When the string "status" appears in a line of the records, show the whole line.

**** THE INPUT ****

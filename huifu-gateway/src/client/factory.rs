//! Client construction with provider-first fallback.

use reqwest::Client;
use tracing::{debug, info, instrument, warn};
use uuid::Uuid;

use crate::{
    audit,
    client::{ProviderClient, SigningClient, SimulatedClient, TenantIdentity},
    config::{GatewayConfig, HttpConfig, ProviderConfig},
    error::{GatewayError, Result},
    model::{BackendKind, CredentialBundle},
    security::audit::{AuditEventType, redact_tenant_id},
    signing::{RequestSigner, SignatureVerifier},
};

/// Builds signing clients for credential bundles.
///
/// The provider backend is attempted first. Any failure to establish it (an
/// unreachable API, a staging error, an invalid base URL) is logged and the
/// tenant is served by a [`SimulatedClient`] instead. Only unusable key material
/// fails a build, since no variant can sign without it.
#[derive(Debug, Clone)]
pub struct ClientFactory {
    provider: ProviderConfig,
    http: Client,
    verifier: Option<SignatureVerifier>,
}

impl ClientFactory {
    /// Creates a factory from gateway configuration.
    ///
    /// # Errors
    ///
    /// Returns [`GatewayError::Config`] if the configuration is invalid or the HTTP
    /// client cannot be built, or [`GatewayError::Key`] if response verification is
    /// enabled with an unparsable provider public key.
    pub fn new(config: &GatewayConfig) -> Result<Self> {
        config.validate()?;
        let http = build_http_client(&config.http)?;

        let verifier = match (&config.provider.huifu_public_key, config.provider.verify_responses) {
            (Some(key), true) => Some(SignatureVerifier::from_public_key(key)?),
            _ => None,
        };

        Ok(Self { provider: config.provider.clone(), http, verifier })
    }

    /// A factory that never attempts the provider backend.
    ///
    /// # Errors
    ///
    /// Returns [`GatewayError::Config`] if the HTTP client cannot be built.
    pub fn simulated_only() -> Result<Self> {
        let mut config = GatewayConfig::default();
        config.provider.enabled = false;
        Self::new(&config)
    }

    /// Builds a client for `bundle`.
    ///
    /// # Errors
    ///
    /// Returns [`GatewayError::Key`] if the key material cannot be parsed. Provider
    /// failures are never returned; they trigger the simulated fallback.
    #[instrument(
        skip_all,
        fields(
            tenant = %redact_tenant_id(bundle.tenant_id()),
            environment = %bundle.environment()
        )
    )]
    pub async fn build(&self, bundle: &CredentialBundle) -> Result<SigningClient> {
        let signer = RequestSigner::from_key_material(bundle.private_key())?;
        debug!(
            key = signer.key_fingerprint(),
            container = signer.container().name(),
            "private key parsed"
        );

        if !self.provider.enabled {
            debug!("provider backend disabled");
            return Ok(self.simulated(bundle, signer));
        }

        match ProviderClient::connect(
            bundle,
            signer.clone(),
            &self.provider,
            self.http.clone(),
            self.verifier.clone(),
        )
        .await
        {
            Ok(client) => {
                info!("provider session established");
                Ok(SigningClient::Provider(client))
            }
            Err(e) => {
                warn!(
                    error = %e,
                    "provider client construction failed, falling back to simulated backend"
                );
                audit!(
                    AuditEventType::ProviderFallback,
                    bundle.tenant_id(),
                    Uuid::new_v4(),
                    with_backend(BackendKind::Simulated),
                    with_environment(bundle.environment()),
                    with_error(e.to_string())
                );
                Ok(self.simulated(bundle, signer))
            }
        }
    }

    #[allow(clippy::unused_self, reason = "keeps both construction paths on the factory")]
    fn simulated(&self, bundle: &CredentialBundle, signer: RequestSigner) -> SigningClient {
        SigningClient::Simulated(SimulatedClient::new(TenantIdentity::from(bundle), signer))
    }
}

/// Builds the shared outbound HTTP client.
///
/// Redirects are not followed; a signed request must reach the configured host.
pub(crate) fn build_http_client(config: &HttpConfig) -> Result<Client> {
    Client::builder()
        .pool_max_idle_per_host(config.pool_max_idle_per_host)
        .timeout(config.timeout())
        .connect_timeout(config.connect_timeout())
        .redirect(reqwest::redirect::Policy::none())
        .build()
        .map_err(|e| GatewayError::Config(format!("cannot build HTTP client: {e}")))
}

****
**** THE INPUT ****

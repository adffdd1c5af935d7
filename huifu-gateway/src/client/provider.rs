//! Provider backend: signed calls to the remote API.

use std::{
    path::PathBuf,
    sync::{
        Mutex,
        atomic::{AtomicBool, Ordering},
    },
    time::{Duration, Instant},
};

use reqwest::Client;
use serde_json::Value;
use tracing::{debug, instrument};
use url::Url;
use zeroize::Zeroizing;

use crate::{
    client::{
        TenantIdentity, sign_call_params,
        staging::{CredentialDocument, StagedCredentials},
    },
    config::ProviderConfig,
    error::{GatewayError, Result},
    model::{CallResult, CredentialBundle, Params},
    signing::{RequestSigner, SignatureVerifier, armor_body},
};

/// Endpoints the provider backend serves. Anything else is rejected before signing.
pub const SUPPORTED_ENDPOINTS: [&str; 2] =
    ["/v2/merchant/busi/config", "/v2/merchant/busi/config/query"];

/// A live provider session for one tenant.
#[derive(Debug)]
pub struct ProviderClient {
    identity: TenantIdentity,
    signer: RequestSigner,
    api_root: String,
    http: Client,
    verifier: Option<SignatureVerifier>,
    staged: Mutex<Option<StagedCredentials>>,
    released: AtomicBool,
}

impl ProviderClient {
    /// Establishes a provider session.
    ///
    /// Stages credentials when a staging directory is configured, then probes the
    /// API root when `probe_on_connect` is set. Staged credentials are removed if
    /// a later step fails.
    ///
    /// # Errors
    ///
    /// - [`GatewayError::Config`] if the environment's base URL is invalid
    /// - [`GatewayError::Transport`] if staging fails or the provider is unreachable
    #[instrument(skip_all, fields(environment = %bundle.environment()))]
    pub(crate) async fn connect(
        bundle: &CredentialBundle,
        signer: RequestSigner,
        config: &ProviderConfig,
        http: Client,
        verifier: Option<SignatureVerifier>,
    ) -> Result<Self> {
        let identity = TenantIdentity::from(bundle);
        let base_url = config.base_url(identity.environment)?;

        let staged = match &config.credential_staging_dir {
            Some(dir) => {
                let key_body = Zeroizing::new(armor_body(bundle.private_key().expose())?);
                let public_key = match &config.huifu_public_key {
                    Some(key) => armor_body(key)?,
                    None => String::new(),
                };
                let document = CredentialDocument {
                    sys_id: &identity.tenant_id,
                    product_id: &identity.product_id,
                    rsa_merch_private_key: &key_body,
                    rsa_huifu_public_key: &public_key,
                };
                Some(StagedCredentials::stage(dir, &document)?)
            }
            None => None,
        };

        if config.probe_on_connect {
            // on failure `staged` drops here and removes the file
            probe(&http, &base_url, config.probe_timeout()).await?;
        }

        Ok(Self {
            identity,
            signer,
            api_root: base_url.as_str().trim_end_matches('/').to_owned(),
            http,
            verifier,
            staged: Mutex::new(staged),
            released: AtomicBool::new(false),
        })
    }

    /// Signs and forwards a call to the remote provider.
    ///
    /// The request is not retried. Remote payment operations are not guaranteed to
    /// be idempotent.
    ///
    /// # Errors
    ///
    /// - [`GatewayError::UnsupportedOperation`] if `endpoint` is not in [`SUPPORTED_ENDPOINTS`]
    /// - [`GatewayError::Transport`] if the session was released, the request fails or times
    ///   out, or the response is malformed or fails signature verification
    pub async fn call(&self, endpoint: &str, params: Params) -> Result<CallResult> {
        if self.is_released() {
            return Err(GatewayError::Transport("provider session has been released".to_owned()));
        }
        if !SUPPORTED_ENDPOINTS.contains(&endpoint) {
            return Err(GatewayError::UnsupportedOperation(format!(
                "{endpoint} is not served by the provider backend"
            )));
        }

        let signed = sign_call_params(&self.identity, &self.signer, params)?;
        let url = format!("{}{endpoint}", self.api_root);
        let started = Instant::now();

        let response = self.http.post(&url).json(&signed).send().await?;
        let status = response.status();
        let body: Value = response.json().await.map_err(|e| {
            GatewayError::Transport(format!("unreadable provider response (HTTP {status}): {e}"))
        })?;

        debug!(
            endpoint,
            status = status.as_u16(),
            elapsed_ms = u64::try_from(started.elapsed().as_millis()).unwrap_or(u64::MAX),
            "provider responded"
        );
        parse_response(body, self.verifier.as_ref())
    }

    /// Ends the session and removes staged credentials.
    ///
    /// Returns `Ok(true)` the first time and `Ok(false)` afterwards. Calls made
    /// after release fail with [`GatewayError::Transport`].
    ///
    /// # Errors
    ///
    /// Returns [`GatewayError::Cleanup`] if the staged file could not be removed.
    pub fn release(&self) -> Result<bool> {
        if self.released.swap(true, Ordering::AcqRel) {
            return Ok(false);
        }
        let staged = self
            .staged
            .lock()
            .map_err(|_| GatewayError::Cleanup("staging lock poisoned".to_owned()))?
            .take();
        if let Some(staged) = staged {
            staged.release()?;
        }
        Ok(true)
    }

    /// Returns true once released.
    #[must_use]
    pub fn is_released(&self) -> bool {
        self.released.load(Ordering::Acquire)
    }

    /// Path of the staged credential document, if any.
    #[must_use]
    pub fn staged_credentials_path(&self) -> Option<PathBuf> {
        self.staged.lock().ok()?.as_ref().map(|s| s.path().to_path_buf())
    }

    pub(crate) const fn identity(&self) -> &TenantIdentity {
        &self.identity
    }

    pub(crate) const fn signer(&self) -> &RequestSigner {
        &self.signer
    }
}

****

REPLY TO THE TASK:
        let status = response.status();
            GatewayError::Transport(format!("unreadable provider response (HTTP {status}): {e}"))
            status = status.as_u16(),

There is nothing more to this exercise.